══ Data records

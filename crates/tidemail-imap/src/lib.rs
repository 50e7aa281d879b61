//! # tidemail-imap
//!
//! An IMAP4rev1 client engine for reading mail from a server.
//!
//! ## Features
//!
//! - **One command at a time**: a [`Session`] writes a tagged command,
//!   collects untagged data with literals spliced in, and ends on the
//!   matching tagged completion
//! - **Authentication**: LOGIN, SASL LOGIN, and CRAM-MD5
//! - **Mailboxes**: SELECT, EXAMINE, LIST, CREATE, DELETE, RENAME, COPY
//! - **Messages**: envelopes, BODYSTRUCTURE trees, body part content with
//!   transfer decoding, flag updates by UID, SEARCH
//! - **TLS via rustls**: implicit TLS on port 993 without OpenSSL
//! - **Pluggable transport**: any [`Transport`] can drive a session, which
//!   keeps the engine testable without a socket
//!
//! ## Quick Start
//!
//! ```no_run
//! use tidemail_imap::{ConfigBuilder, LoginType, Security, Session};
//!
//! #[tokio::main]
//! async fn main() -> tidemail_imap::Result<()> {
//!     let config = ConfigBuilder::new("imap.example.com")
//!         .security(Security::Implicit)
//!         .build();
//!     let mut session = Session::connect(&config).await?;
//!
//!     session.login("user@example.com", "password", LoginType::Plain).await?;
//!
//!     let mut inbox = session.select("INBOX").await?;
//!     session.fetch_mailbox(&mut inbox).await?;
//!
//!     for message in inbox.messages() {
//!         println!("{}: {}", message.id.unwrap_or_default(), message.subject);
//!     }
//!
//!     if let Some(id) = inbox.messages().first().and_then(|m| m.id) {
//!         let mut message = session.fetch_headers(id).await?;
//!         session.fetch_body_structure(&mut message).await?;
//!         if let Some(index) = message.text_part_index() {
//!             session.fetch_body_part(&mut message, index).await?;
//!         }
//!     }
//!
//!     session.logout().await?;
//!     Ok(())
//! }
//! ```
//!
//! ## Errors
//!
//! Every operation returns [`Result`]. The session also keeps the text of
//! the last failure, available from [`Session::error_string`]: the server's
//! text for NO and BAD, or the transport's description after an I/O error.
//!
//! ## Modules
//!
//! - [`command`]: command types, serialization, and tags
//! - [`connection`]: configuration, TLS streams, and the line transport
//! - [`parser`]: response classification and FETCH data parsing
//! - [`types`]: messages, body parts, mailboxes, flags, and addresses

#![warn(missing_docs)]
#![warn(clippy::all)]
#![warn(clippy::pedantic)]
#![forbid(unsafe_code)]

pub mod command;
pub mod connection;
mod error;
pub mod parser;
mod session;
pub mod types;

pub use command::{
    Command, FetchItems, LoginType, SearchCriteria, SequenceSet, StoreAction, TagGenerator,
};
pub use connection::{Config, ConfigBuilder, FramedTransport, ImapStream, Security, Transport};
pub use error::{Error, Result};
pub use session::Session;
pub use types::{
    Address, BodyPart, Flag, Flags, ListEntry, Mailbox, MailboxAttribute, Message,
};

════

Out of the records, collect only those lines that contain the string "keeps".

Written reply:
//!   keeps the engine testable without a socket
//! Every operation returns [`Result`]. The session also keeps the text of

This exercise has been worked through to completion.